INFORMATION SHOWN:
━━━━
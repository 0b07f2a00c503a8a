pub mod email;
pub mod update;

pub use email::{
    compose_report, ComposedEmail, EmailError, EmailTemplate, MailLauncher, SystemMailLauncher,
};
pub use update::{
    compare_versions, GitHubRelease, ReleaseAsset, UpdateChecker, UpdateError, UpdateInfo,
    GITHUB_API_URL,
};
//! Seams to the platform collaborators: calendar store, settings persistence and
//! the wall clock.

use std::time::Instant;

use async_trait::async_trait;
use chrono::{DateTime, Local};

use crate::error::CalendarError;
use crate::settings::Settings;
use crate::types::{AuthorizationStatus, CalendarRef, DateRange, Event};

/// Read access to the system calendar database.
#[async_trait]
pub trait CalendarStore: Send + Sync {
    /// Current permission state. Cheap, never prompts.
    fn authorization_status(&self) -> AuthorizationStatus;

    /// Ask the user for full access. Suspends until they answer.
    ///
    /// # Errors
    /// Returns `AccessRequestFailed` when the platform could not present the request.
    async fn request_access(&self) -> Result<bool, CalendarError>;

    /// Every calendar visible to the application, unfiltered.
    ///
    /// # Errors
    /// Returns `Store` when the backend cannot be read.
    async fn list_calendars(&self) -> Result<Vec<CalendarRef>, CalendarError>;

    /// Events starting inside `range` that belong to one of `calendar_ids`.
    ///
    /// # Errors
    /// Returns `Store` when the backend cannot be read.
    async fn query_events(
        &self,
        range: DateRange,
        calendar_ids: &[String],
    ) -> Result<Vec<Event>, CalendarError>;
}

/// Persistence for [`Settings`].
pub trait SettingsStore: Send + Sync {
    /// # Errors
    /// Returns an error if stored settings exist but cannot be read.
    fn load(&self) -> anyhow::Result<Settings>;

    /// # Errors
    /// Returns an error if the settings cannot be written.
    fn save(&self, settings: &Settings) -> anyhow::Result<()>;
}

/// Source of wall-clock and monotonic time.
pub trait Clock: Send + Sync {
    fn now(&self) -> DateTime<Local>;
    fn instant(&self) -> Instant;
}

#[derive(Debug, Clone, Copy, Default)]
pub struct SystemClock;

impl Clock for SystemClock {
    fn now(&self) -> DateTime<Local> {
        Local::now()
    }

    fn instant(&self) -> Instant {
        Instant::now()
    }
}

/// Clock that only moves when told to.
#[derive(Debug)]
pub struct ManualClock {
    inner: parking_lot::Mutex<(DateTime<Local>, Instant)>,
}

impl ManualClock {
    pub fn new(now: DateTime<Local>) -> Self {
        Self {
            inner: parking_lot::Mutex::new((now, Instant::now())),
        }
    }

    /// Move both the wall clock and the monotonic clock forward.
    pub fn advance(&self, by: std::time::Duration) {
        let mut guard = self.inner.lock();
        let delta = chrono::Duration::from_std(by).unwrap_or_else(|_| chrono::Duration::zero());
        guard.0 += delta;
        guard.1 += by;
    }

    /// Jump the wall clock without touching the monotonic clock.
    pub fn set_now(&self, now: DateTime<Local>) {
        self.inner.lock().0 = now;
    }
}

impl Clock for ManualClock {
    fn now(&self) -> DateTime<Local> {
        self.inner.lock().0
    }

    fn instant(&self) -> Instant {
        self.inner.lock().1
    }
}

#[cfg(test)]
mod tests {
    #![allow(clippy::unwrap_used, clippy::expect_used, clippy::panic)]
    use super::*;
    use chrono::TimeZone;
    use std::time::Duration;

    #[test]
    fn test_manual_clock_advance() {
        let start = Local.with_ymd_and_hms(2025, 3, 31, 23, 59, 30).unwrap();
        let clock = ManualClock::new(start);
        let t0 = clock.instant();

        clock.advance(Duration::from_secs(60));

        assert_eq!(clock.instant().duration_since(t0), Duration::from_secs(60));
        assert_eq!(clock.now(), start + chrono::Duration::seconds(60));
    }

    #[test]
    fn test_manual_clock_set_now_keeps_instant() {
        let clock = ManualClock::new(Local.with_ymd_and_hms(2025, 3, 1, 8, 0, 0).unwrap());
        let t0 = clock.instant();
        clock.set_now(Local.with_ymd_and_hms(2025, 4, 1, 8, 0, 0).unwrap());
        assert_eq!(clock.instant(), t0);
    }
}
━━━━
THE PROBLEM: Would you give the data above again, exactly as written?

RESULT OF THE EXERCISE:
repository 0b07f2a00c503a8a
pub mod email;
pub mod update;

pub use email::{
    compose_report, ComposedEmail, EmailError, EmailTemplate, MailLauncher, SystemMailLauncher,
};
pub use update::{
    compare_versions, GitHubRelease, ReleaseAsset, UpdateChecker, UpdateError, UpdateInfo,
    GITHUB_API_URL,
};
//! Seams to the platform collaborators: calendar store, settings persistence and
//! the wall clock.

use std::time::Instant;

use async_trait::async_trait;
use chrono::{DateTime, Local};

use crate::error::CalendarError;
use crate::settings::Settings;
use crate::types::{AuthorizationStatus, CalendarRef, DateRange, Event};

/// Read access to the system calendar database.
#[async_trait]
pub trait CalendarStore: Send + Sync {
    /// Current permission state. Cheap, never prompts.
    fn authorization_status(&self) -> AuthorizationStatus;

    /// Ask the user for full access. Suspends until they answer.
    ///
    /// # Errors
    /// Returns `AccessRequestFailed` when the platform could not present the request.
    async fn request_access(&self) -> Result<bool, CalendarError>;

    /// Every calendar visible to the application, unfiltered.
    ///
    /// # Errors
    /// Returns `Store` when the backend cannot be read.
    async fn list_calendars(&self) -> Result<Vec<CalendarRef>, CalendarError>;

    /// Events starting inside `range` that belong to one of `calendar_ids`.
    ///
    /// # Errors
    /// Returns `Store` when the backend cannot be read.
    async fn query_events(
        &self,
        range: DateRange,
        calendar_ids: &[String],
    ) -> Result<Vec<Event>, CalendarError>;
}

/// Persistence for [`Settings`].
pub trait SettingsStore: Send + Sync {
    /// # Errors
    /// Returns an error if stored settings exist but cannot be read.
    fn load(&self) -> anyhow::Result<Settings>;

    /// # Errors
    /// Returns an error if the settings cannot be written.
    fn save(&self, settings: &Settings) -> anyhow::Result<()>;
}

/// Source of wall-clock and monotonic time.
pub trait Clock: Send + Sync {
    fn now(&self) -> DateTime<Local>;
    fn instant(&self) -> Instant;
}

#[derive(Debug, Clone, Copy, Default)]
pub struct SystemClock;

impl Clock for SystemClock {
    fn now(&self) -> DateTime<Local> {
        Local::now()
    }

    fn instant(&self) -> Instant {
        Instant::now()
    }
}

/// Clock that only moves when told to.
#[derive(Debug)]
pub struct ManualClock {
    inner: parking_lot::Mutex<(DateTime<Local>, Instant)>,
}

impl ManualClock {
    pub fn new(now: DateTime<Local>) -> Self {
        Self {
            inner: parking_lot::Mutex::new((now, Instant::now())),
        }
    }

    /// Move both the wall clock and the monotonic clock forward.
    pub fn advance(&self, by: std::time::Duration) {
        let mut guard = self.inner.lock();
        let delta = chrono::Duration::from_std(by).unwrap_or_else(|_| chrono::Duration::zero());
        guard.0 += delta;
        guard.1 += by;
    }

    /// Jump the wall clock without touching the monotonic clock.
    pub fn set_now(&self, now: DateTime<Local>) {
        self.inner.lock().0 = now;
    }
}

impl Clock for ManualClock {
    fn now(&self) -> DateTime<Local> {
        self.inner.lock().0
    }

    fn instant(&self) -> Instant {
        self.inner.lock().1
    }
}

#[cfg(test)]
mod tests {
    #![allow(clippy::unwrap_used, clippy::expect_used, clippy::panic)]
    use super::*;
    use chrono::TimeZone;
    use std::time::Duration;

    #[test]
    fn test_manual_clock_advance() {
        let start = Local.with_ymd_and_hms(2025, 3, 31, 23, 59, 30).unwrap();
        let clock = ManualClock::new(start);
        let t0 = clock.instant();

        clock.advance(Duration::from_secs(60));

        assert_eq!(clock.instant().duration_since(t0), Duration::from_secs(60));
        assert_eq!(clock.now(), start + chrono::Duration::seconds(60));
    }

    #[test]
    fn test_manual_clock_set_now_keeps_instant() {
        let clock = ManualClock::new(Local.with_ymd_and_hms(2025, 3, 1, 8, 0, 0).unwrap());
        let t0 = clock.instant();
        clock.set_now(Local.with_ymd_and_hms(2025, 4, 1, 8, 0, 0).unwrap());
        assert_eq!(clock.instant(), t0);
    }
}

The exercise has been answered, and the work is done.